I thought it might help to share our motivations for eventually listing our
company vs taking more VC:

a. The public markets force transparency. This aligns with our values.

b. Governance enforced by VCs (especially in the UK) is largely founder-
unfriendly. There are no prefs, investor majority consents or other unfair
terms in company governance when you’re public.

c. Secondaries - shares sold by employees or early investors - can be sold at
any time, at fair market value.

d. Capital raising - debt or equity - as a public company comes with fewer
strings.

e. Friends and family and supporters can participate - especially from their
retirement accounts. This is really important - the wealth creation being
broad has a real good-news feel. Sharing the wealth.

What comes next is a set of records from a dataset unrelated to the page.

//! Commit log records and framing.

use crate::error::{CoreError, CoreResult};
use crate::model::{DocumentKey, MaybeDocument, MutationBatch, TargetData};
use crate::types::{BatchId, ListenSequenceNumber, SnapshotVersion, TargetId};
use driftdb_codec::{decode_record, encode_record, ByteString};
use serde::{Deserialize, Serialize};

/// Magic bytes identifying a log frame.
pub const LOG_MAGIC: [u8; 4] = *b"DLOG";

/// magic (4) + payload length (4)
const HEADER_SIZE: usize = 8;

/// CRC size.
const CRC_SIZE: usize = 4;

/// One logical change to the store.
///
/// A committed transaction is the ordered list of records it wrote;
/// replaying them against the previous state reproduces the new one.
#[derive(Debug, Clone, PartialEq, Eq, Serialize, Deserialize)]
pub enum LogRecord {
    /// Adds a batch to the mutation queue.
    PutMutationBatch(MutationBatch),
    /// Removes a batch from the mutation queue.
    RemoveMutationBatch(BatchId),
    /// Sets the id the next batch will receive.
    SetNextBatchId(BatchId),
    /// Stores the write-stream token.
    SetLastStreamToken(ByteString),
    /// Inserts or replaces a cached remote document.
    PutRemoteDocument {
        /// Document state.
        document: MaybeDocument,
        /// When the state was read from the server.
        read_time: SnapshotVersion,
        /// Encoded size, counted towards the cache size.
        size: u64,
    },
    /// Deletes a cached remote document.
    RemoveRemoteDocument(DocumentKey),
    /// Inserts or replaces target metadata.
    PutTarget(TargetData),
    /// Deletes a target and its matching keys.
    RemoveTarget(TargetId),
    /// Adds documents to a target's result set.
    AddMatchingKeys {
        /// Target.
        target_id: TargetId,
        /// Documents added.
        keys: Vec<DocumentKey>,
    },
    /// Removes documents from a target's result set.
    RemoveMatchingKeys {
        /// Target.
        target_id: TargetId,
        /// Documents removed.
        keys: Vec<DocumentKey>,
    },
    /// Updates the global target metadata.
    SetTargetsMetadata {
        /// Highest sequence number used by any target.
        highest_listen_sequence_number: ListenSequenceNumber,
        /// Version of the last consistent remote snapshot.
        last_remote_snapshot_version: SnapshotVersion,
    },
    /// Raises the highest allocated target id.
    SetHighestTargetId(TargetId),
    /// Records when documents last gained or lost a reference.
    TouchDocuments {
        /// Touched documents.
        keys: Vec<DocumentKey>,
        /// Sequence number of the touching transaction.
        sequence_number: ListenSequenceNumber,
    },
    /// Forgets a document's sequence marker.
    RemoveSequenceMarker(DocumentKey),
    /// Stores the session token.
    SetSessionToken(ByteString),
}

/// A unit of the commit log.
#[derive(Debug, Clone, PartialEq, Eq, Serialize, Deserialize)]
pub enum LogFrame {
    /// Records of one committed transaction, applied on top of the
    /// current state.
    Commit {
        /// Sequence number of the transaction.
        sequence_number: ListenSequenceNumber,
        /// Records in write order.
        records: Vec<LogRecord>,
    },
    /// A full image of the store. Replay starts over from an empty state.
    Snapshot {
        /// Last sequence number handed out when the snapshot was taken.
        sequence_number: ListenSequenceNumber,
        /// Records rebuilding the whole state.
        records: Vec<LogRecord>,
    },
}

impl LogFrame {
    /// Returns the frame's sequence number.
    #[must_use]
    pub fn sequence_number(&self) -> ListenSequenceNumber {
        match self {
            Self::Commit {
                sequence_number, ..
            }
            | Self::Snapshot {
                sequence_number, ..
            } => *sequence_number,
        }
    }

    /// Encodes the frame with its envelope:
    /// `magic | payload length (u32 LE) | CBOR payload | crc32 (u32 LE)`.
    ///
    /// # Errors
    ///
    /// Returns an error if the payload cannot be serialized or exceeds
    /// 4 GiB.
    pub fn encode(&self) -> CoreResult<Vec<u8>> {
        let payload = encode_record(self)?;
        let len = u32::try_from(payload.len())
            .map_err(|_| CoreError::invalid_argument("log frame payload too large"))?;

        let mut data = Vec::with_capacity(HEADER_SIZE + payload.len() + CRC_SIZE);
        data.extend_from_slice(&LOG_MAGIC);
        data.extend_from_slice(&len.to_le_bytes());
        data.extend_from_slice(&payload);

        // CRC32 covers everything before it
        let crc = compute_crc32(&data);
        data.extend_from_slice(&crc.to_le_bytes());
        Ok(data)
    }
}

/// Result of scanning a commit log.
#[derive(Debug, Default)]
pub struct DecodedLog {
    /// Complete frames with their offsets.
    pub frames: Vec<(u64, LogFrame)>,
    /// Length of the well-formed prefix.
    pub valid_len: u64,
    /// Bytes after `valid_len` that form an incomplete frame.
    pub torn_bytes: u64,
}

/// Decodes every complete frame in `data`.
///
/// An incomplete trailing frame is reported through
/// [`DecodedLog::torn_bytes`]; it is what an interrupted append leaves
/// behind.
///
/// # Errors
///
/// Returns [`CoreError::ChecksumMismatch`] or [`CoreError::LogCorruption`]
/// if a complete frame is damaged.
pub fn decode_frames(data: &[u8]) -> CoreResult<DecodedLog> {
    let mut log = DecodedLog::default();
    let mut offset = 0usize;

    while offset < data.len() {
        let rest = &data[offset..];
        if rest.len() < HEADER_SIZE {
            break;
        }
        let len = u32::from_le_bytes([rest[4], rest[5], rest[6], rest[7]]) as usize;
        let frame_len = HEADER_SIZE + len + CRC_SIZE;
        if rest.len() < frame_len {
            break;
        }
        let frame_offset = offset as u64;

        if rest[..4] != LOG_MAGIC {
            return Err(CoreError::log_corruption(frame_offset, "bad frame magic"));
        }

        let body = &rest[..HEADER_SIZE + len];
        let crc_bytes = &rest[HEADER_SIZE + len..frame_len];
        let expected = u32::from_le_bytes([crc_bytes[0], crc_bytes[1], crc_bytes[2], crc_bytes[3]]);
        let actual = compute_crc32(body);
        if expected != actual {
            return Err(CoreError::ChecksumMismatch {
                offset: frame_offset,
                expected,
                actual,
            });
        }

        let frame: LogFrame = decode_record(&body[HEADER_SIZE..])
            .map_err(|e| CoreError::log_corruption(frame_offset, e.to_string()))?;
        log.frames.push((frame_offset, frame));
        offset += frame_len;
    }

    log.valid_len = offset as u64;
    log.torn_bytes = (data.len() - offset) as u64;
    Ok(log)
}

/// Computes the IEEE CRC32 checksum of `data`.
pub fn compute_crc32(data: &[u8]) -> u32 {
    const CRC32_TABLE: [u32; 256] = {
        let mut table = [0u32; 256];
        let mut i = 0;
        while i < 256 {
            let mut crc = i as u32;
            let mut j = 0;
            while j < 8 {
                if crc & 1 != 0 {
                    crc = (crc >> 1) ^ 0xEDB8_8320;
                } else {
                    crc >>= 1;
                }
                j += 1;
            }
            table[i] = crc;
            i += 1;
        }
        table
    };

    let mut crc = 0xFFFF_FFFF_u32;
    for &byte in data {
        let index = ((crc ^ u32::from(byte)) & 0xFF) as usize;
        crc = (crc >> 8) ^ CRC32_TABLE[index];
    }
    !crc
}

f. Trust is built with the public - I feel - more when you’re publicly listed
and ‘established’.

The ‘downsides’ of quarterly market updates I’m sure are more intense than it
feels from the outside, but I’d like to think our growth story happening in a
public sphere will help build trust so when we do need more capital a broader
base of investors feel confident engaging with us.

Thoughts welcomed.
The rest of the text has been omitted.